◆ **Task input**
++++

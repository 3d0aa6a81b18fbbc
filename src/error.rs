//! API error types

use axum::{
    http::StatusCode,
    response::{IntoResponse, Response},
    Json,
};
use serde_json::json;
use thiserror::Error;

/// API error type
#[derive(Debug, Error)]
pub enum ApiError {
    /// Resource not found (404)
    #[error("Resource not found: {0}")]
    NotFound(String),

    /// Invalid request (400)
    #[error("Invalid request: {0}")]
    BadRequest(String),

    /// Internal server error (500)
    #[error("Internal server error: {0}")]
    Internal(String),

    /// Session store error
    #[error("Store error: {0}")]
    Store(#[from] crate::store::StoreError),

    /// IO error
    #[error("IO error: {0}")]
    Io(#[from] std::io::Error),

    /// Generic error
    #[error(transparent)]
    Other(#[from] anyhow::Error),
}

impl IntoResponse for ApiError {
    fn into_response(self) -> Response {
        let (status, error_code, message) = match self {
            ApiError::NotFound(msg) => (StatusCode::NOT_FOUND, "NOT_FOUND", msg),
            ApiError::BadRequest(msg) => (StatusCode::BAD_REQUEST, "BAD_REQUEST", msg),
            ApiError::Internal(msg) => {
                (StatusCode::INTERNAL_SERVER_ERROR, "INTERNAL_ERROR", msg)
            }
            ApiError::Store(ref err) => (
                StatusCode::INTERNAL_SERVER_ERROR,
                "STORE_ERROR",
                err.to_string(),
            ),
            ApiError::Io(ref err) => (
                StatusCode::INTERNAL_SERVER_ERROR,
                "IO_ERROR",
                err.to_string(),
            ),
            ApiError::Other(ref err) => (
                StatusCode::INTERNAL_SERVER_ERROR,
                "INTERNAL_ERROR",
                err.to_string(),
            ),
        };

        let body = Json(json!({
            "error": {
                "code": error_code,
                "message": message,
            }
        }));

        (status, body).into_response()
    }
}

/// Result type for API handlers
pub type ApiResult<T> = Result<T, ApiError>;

++++

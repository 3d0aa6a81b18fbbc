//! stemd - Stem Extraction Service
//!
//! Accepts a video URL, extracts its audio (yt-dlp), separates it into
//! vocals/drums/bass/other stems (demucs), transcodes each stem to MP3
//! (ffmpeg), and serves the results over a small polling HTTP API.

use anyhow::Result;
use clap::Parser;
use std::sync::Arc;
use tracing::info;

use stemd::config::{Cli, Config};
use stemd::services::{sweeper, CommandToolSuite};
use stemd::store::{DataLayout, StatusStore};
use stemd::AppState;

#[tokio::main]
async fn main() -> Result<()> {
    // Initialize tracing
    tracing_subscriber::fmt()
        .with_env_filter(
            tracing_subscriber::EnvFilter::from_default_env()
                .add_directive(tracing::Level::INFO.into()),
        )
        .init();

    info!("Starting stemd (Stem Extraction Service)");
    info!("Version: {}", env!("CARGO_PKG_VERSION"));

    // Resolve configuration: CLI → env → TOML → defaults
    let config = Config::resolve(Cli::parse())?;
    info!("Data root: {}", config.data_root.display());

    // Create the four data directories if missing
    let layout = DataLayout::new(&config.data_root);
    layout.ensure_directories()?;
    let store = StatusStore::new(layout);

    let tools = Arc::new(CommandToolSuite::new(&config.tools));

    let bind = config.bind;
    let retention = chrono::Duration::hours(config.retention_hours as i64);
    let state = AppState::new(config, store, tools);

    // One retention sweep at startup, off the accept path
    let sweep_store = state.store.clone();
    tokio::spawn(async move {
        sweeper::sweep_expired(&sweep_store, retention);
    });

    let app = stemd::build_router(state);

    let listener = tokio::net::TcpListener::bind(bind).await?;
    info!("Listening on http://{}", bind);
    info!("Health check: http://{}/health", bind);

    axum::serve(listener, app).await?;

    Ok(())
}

++++

◆ **Exercise**
Scan the entries above. Copy each line that has the string "bind".

◆ **Task answer**
    let bind = config.bind;
    let listener = tokio::net::TcpListener::bind(bind).await?;
    info!("Listening on http://{}", bind);
    info!("Health check: http://{}/health", bind);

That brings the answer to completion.